The pecan has male and female flowers, yet frequently it is not self-fertile. This difficulty is overcome by planting complementary varieties within an area. Wind is the major pollinating agent and pollination must occur during a period of low humidity. Climatically a cool period is required to bring the tree into dormancy. During this phase, safe transplanting and shipping of young trees are possible. The trees are grown from seed, then known varieties are grafted on at 2 years or more.

From flowering in spring, the pecan requires 180-210 growing days. Trees can be difficult to remove since regrowths will occur from roots. Poisoning of stumps can affect adjacent trees since roots will frequently self-graft onto other pecan roots. The tree produces a very long tap root, which may be cut during transplantation from the nursery row, inducing lateral growths. Although the pecan needs plenty of water, water-logging is fatal. Zinc deficiency is common.

Over 180 cultivars of pecan are known, although many are no longer highly regarded. Wild trees grow to over 30m tall and bear the nuts mostly on the outer branches. Huge single trees can produce over 1000kg of nuts. However, for commercial plantings, early returns from an orchard and ease of harvesting are more important.

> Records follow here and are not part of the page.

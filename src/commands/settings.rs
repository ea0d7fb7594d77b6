use crate::models::dashboard::TimeRange;
use chrono::{DateTime, FixedOffset, Offset, Utc};
use serde_json::{json, Map, Value};
use std::fs;
use std::path::{Path, PathBuf};

const SETTINGS_SCHEMA_VERSION: i64 = 2;

pub const WORKSPACE_DIR: &str = ".asorank";

#[derive(Debug, Clone)]
pub struct EffectiveSettings {
    pub default_time_range: TimeRange,
    pub top_keyword_count: usize,
    pub chart_keyword_count: usize,
    pub max_apps: usize,
    pub max_keywords_per_app: usize,
    pub default_alert_threshold: u32,
    pub history_rank_cutoff: u32,
    pub utc_offset_minutes: i32,
    pub notifications_enabled: bool,
}

impl EffectiveSettings {
    /// Current time in the configured UTC offset.
    pub fn local_now(&self) -> DateTime<FixedOffset> {
        let offset = FixedOffset::east_opt(self.utc_offset_minutes * 60).unwrap_or(Utc.fix());
        Utc::now().with_timezone(&offset)
    }
}

pub async fn get_settings(workspace_path: String) -> Result<Value, String> {
    load_settings_from_disk(&workspace_path)
}

pub async fn save_settings(workspace_path: String, settings: Value) -> Result<Value, String> {
    save_settings_to_disk(&workspace_path, settings)
}

pub fn load_effective_settings(workspace_path: &str) -> Result<EffectiveSettings, String> {
    let settings = load_settings_from_disk(workspace_path)?;
    Ok(effective_from_value(&settings))
}

fn effective_from_value(settings: &Value) -> EffectiveSettings {
    let uint = |key: &str, default: u64| settings.get(key).and_then(Value::as_u64).unwrap_or(default);

    EffectiveSettings {
        default_time_range: settings
            .get("defaultTimeRange")
            .and_then(Value::as_str)
            .and_then(TimeRange::parse)
            .unwrap_or_default(),
        top_keyword_count: uint("topKeywordCount", 20) as usize,
        chart_keyword_count: uint("chartKeywordCount", 10) as usize,
        max_apps: uint("maxApps", 5) as usize,
        max_keywords_per_app: uint("maxKeywordsPerApp", 50) as usize,
        default_alert_threshold: uint("defaultAlertThreshold", 5) as u32,
        history_rank_cutoff: uint("historyRankCutoff", 250) as u32,
        utc_offset_minutes: settings
            .get("utcOffsetMinutes")
            .and_then(Value::as_i64)
            .unwrap_or(0) as i32,
        notifications_enabled: settings
            .get("notificationsEnabled")
            .and_then(Value::as_bool)
            .unwrap_or(true),
    }
}

pub fn load_settings_from_disk(workspace_path: &str) -> Result<Value, String> {
    let path = settings_path(workspace_path);
    ensure_workspace_dir(workspace_path)?;

    let original = if path.exists() {
        let raw = fs::read_to_string(&path)
            .map_err(|e| format!("Failed to read settings.json: {e}"))?;
        serde_json::from_str::<Value>(&raw).unwrap_or_else(|_| json!({}))
    } else {
        json!({})
    };

    let migrated = migrate_settings(original.clone());
    if migrated != original || !path.exists() {
        write_settings_file(&path, &migrated)?;
    }

    Ok(migrated)
}

pub fn save_settings_to_disk(workspace_path: &str, settings: Value) -> Result<Value, String> {
    let path = settings_path(workspace_path);
    ensure_workspace_dir(workspace_path)?;

    let mut merged = load_settings_from_disk(workspace_path).unwrap_or_else(|_| default_settings());
    merge_settings(&mut merged, &settings);

    let migrated = migrate_settings(merged);
    write_settings_file(&path, &migrated)?;
    log::info!("saved settings for {workspace_path}");
    Ok(migrated)
}

pub fn ensure_workspace_dir(workspace_path: &str) -> Result<(), String> {
    let dir = Path::new(workspace_path).join(WORKSPACE_DIR);
    fs::create_dir_all(&dir)
        .map_err(|e| format!("Failed to create {WORKSPACE_DIR} directory: {e}"))
}

fn settings_path(workspace_path: &str) -> PathBuf {
    Path::new(workspace_path)
        .join(WORKSPACE_DIR)
        .join("settings.json")
}

fn write_settings_file(path: &Path, settings: &Value) -> Result<(), String> {
    let raw = serde_json::to_string_pretty(settings)
        .map_err(|e| format!("Failed to serialize settings: {e}"))?;
    fs::write(path, raw)
        .map_err(|e| format!("Failed to write settings.json: {e}"))
}

fn migrate_settings(input: Value) -> Value {
    let mut out = match input {
        Value::Object(map) => Value::Object(map),
        _ => Value::Object(Map::new()),
    };

    let version = out
        .get("schema_version")
        .and_then(Value::as_i64)
        .unwrap_or(0);

    if version < 2 {
        // V1 stored the chart window as a bare day count.
        migrate_time_range_days(&mut out);
    }

    deep_merge_defaults(&mut out, &default_settings());
    sanitize_settings(&mut out);
    if let Some(obj) = out.as_object_mut() {
        obj.insert("schema_version".to_string(), json!(SETTINGS_SCHEMA_VERSION));
    }

    out
}

fn default_settings() -> Value {
    json!({
        "schema_version": SETTINGS_SCHEMA_VERSION,
        "defaultTimeRange": TimeRange::default().as_str(),
        "topKeywordCount": 20,
        "chartKeywordCount": 10,
        "maxApps": 5,
        "maxKeywordsPerApp": 50,
        "defaultAlertThreshold": 5,
        "historyRankCutoff": 250,
        "utcOffsetMinutes": 0,
        "notificationsEnabled": true
    })
}

fn deep_merge_defaults(target: &mut Value, defaults: &Value) {
    let (Some(target_obj), Some(default_obj)) = (target.as_object_mut(), defaults.as_object()) else {
        return;
    };

    for (key, default_value) in default_obj {
        match target_obj.get_mut(key) {
            Some(existing) => {
                if existing.is_object() && default_value.is_object() {
                    deep_merge_defaults(existing, default_value);
                }
            }
            None => {
                target_obj.insert(key.clone(), default_value.clone());
            }
        }
    }
}

fn merge_settings(target: &mut Value, incoming: &Value) {
    match (target, incoming) {
        (Value::Object(target_obj), Value::Object(incoming_obj)) => {
            for (key, value) in incoming_obj {
                if let Some(existing) = target_obj.get_mut(key) {
                    merge_settings(existing, value);
                } else {
                    target_obj.insert(key.clone(), value.clone());
                }
            }
        }
        (target_slot, incoming_value) => {
            *target_slot = incoming_value.clone();
        }
    }
}

fn migrate_time_range_days(settings: &mut Value) {
    let Some(obj) = settings.as_object_mut() else {
        return;
    };

    let Some(days) = obj.remove("timeRangeDays").and_then(|v| v.as_u64()) else {
        return;
    };

    obj.entry("defaultTimeRange".to_string())
        .or_insert_with(|| json!(TimeRange::nearest(days).as_str()));
}

fn sanitize_settings(settings: &mut Value) {
    let Some(obj) = settings.as_object_mut() else {
        return;
    };

    clamp_u64(obj, "topKeywordCount", 5, 50, 20);
    clamp_u64(obj, "chartKeywordCount", 1, 20, 10);
    clamp_u64(obj, "maxApps", 1, 100, 5);
    clamp_u64(obj, "maxKeywordsPerApp", 1, 1000, 50);
    clamp_u64(obj, "defaultAlertThreshold", 1, 100, 5);
    clamp_u64(obj, "historyRankCutoff", 101, 1000, 250);
    clamp_i64(obj, "utcOffsetMinutes", -720, 840, 0);

    let ranges: Vec<&str> = TimeRange::ALL.iter().map(|r| r.as_str()).collect();
    sanitize_enum(obj, "defaultTimeRange", &ranges, TimeRange::default().as_str());

    ensure_bool(obj, "notificationsEnabled", true);
}

fn clamp_u64(map: &mut Map<String, Value>, key: &str, min: u64, max: u64, default: u64) {
    let raw = map.get(key).and_then(Value::as_u64).unwrap_or(default);
    map.insert(key.to_string(), json!(raw.clamp(min, max)));
}

fn clamp_i64(map: &mut Map<String, Value>, key: &str, min: i64, max: i64, default: i64) {
    let raw = map.get(key).and_then(Value::as_i64).unwrap_or(default);
    map.insert(key.to_string(), json!(raw.clamp(min, max)));
}

fn sanitize_enum(map: &mut Map<String, Value>, key: &str, allowed: &[&str], default: &str) {
    let valid = map
        .get(key)
        .and_then(Value::as_str)
        .filter(|value| allowed.contains(value))
        .unwrap_or(default);
    map.insert(key.to_string(), json!(valid));
}

fn ensure_bool(map: &mut Map<String, Value>, key: &str, default: bool) {
    let value = map.get(key).and_then(Value::as_bool).unwrap_or(default);
    map.insert(key.to_string(), json!(value));
}

#[cfg(test)]
mod tests {
    use super::*;

    #[test]
    fn migrates_legacy_day_count_to_time_range() {
        let migrated = migrate_settings(json!({
            "schema_version": 1,
            "timeRangeDays": 30
        }));

        assert_eq!(migrated["defaultTimeRange"], json!("30d"));
        assert!(migrated.get("timeRangeDays").is_none());
        assert_eq!(migrated["schema_version"], json!(SETTINGS_SCHEMA_VERSION));
    }

    #[test]
    fn oversized_legacy_day_count_snaps_to_longest_window() {
        let migrated = migrate_settings(json!({
            "schema_version": 1,
            "timeRangeDays": 9_223_372_036_854_775_808u64
        }));

        assert_eq!(migrated["defaultTimeRange"], json!("90d"));
    }

    #[test]
    fn sanitizes_out_of_range_values() {
        let migrated = migrate_settings(json!({
            "schema_version": 2,
            "topKeywordCount": 500,
            "chartKeywordCount": 0,
            "defaultTimeRange": "14d",
            "utcOffsetMinutes": -2000,
            "notificationsEnabled": "yes"
        }));

        assert_eq!(migrated["topKeywordCount"], json!(50));
        assert_eq!(migrated["chartKeywordCount"], json!(1));
        assert_eq!(migrated["defaultTimeRange"], json!("7d"));
        assert_eq!(migrated["utcOffsetMinutes"], json!(-720));
        assert_eq!(migrated["notificationsEnabled"], json!(true));
    }

    #[test]
    fn merges_partial_settings_without_losing_existing_values() {
        let mut existing = default_settings();
        merge_settings(&mut existing, &json!({ "maxKeywordsPerApp": 120 }));
        let migrated = migrate_settings(existing);

        assert_eq!(migrated["maxKeywordsPerApp"], json!(120));
        assert_eq!(migrated["topKeywordCount"], json!(20));

        let effective = effective_from_value(&migrated);
        assert_eq!(effective.max_keywords_per_app, 120);
        assert_eq!(effective.default_time_range, TimeRange::Week);
        assert!(effective.notifications_enabled);
    }

    #[test]
    fn garbage_input_falls_back_to_defaults() {
        let migrated = migrate_settings(json!("not an object"));
        let effective = effective_from_value(&migrated);

        assert_eq!(effective.top_keyword_count, 20);
        assert_eq!(effective.history_rank_cutoff, 250);
        assert_eq!(effective.utc_offset_minutes, 0);
    }
}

Cultivars producing more nuts on inner branches are now favoured and planted at a maximum of 90 trees per acre. Trees are lopped at 10m and the sides are trimmed annually in rotation. Harvesting is by means of a mechanical tree shaker.

Australian growers enjoy two extra advantages: there are few insect problems affecting the pecan in this country and the Australian harvest is off-season for exports to the northern hemisphere.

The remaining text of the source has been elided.